Task item – Report each line from the records where the string "postgresql" turns up.

(Items from a dataset)
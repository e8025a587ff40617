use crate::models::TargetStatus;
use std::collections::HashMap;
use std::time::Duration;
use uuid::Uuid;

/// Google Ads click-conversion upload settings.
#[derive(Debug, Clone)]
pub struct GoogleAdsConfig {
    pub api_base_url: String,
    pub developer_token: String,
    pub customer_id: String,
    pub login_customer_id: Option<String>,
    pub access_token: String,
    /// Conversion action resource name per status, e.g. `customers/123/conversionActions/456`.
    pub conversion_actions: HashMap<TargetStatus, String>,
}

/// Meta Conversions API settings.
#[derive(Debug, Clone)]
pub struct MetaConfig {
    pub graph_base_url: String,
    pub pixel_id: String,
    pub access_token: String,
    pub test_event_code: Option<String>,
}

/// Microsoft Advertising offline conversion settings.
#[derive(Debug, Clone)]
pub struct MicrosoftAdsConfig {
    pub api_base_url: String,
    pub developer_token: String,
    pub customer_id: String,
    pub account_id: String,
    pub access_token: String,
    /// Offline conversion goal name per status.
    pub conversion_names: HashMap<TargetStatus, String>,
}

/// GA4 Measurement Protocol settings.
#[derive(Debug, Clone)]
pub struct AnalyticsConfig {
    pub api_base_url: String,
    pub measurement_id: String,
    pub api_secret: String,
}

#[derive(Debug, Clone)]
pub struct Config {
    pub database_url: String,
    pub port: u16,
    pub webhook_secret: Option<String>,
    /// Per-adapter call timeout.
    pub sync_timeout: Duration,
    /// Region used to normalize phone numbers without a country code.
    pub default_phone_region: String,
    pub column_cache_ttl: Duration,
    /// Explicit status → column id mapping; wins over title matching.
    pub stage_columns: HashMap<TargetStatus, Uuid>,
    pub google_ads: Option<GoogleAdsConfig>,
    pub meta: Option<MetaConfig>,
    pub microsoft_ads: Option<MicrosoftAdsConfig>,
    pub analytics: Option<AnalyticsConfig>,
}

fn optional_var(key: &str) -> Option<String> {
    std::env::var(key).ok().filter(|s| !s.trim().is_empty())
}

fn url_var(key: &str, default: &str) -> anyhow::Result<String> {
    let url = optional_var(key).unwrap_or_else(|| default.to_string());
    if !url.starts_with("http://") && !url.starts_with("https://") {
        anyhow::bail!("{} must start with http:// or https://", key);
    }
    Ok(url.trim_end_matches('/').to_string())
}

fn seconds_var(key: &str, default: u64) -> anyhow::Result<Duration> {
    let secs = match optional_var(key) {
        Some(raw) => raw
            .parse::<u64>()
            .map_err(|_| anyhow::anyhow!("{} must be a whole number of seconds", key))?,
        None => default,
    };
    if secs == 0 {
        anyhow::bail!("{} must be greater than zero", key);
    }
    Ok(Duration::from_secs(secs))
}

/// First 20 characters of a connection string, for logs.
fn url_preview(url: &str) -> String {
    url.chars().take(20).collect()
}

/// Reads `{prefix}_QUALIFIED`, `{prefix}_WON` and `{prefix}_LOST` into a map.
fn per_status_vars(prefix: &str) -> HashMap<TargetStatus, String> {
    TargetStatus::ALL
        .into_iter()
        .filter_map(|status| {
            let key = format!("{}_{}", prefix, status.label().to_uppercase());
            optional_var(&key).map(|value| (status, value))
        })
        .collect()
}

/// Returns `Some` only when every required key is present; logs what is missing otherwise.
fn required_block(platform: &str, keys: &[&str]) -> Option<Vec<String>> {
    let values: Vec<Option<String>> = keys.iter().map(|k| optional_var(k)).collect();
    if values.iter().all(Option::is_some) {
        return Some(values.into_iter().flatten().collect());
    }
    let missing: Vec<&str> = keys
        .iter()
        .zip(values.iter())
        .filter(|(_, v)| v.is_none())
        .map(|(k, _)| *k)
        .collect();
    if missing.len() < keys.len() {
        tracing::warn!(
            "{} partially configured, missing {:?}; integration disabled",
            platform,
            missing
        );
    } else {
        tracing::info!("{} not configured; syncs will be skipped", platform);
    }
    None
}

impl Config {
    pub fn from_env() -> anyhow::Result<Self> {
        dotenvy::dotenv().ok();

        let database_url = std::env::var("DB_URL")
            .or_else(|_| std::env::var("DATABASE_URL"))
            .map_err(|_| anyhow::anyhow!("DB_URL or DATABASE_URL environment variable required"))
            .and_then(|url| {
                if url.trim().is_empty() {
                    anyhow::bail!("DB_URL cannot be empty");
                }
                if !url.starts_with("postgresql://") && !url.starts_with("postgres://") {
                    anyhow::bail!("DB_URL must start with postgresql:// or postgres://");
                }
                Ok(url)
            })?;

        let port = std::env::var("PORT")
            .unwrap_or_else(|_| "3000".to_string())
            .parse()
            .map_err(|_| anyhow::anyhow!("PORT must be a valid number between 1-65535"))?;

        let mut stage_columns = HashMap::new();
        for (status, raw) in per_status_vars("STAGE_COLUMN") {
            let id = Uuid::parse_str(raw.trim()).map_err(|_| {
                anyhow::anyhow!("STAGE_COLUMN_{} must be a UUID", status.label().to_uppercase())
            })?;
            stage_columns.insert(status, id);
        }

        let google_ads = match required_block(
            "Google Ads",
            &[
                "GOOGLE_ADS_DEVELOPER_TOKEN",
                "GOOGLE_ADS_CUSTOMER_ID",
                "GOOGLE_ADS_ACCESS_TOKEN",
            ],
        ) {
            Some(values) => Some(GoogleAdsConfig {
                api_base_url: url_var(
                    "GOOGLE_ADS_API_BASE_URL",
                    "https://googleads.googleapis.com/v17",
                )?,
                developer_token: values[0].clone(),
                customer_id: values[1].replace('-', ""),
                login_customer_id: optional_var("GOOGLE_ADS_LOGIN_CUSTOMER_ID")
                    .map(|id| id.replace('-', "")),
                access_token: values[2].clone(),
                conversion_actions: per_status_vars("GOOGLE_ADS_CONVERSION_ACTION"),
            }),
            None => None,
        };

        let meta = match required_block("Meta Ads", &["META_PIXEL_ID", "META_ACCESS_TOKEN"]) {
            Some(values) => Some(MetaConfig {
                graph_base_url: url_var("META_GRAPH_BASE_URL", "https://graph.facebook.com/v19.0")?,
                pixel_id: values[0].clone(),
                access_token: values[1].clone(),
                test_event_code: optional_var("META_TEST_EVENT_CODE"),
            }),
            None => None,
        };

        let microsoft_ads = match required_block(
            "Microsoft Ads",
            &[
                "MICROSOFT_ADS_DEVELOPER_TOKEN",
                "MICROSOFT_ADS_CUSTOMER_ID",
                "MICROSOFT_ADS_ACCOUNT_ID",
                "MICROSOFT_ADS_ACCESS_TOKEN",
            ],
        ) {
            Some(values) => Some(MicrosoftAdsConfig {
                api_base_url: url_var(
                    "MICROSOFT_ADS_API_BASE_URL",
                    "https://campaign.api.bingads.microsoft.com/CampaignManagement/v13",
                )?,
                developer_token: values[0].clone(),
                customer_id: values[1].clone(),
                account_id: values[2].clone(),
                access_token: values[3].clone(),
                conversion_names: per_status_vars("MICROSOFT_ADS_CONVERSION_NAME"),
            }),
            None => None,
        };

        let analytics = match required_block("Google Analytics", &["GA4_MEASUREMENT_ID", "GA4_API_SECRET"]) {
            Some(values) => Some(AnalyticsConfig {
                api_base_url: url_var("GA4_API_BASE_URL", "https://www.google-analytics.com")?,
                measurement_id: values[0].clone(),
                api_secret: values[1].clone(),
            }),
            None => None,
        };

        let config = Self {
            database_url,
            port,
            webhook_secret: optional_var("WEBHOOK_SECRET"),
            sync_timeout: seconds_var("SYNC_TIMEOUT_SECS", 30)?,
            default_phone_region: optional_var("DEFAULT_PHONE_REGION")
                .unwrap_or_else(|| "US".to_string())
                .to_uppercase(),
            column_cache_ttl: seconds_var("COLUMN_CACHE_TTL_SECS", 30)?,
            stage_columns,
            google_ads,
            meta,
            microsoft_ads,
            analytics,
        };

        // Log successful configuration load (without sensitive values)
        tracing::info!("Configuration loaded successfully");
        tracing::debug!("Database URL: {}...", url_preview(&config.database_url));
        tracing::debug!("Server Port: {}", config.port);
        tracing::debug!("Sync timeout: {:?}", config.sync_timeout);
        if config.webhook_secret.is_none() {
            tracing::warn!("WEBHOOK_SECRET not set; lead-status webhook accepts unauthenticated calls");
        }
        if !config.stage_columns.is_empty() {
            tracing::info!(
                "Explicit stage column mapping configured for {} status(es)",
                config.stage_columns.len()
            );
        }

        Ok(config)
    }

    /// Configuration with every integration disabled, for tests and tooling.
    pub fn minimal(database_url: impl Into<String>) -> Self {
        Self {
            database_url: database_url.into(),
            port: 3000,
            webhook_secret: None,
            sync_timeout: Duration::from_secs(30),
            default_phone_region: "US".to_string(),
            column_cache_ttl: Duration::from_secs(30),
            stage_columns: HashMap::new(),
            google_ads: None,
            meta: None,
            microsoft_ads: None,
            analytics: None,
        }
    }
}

Task solution –
                if !url.starts_with("postgresql://") && !url.starts_with("postgres://") {
                    anyhow::bail!("DB_URL must start with postgresql:// or postgres://");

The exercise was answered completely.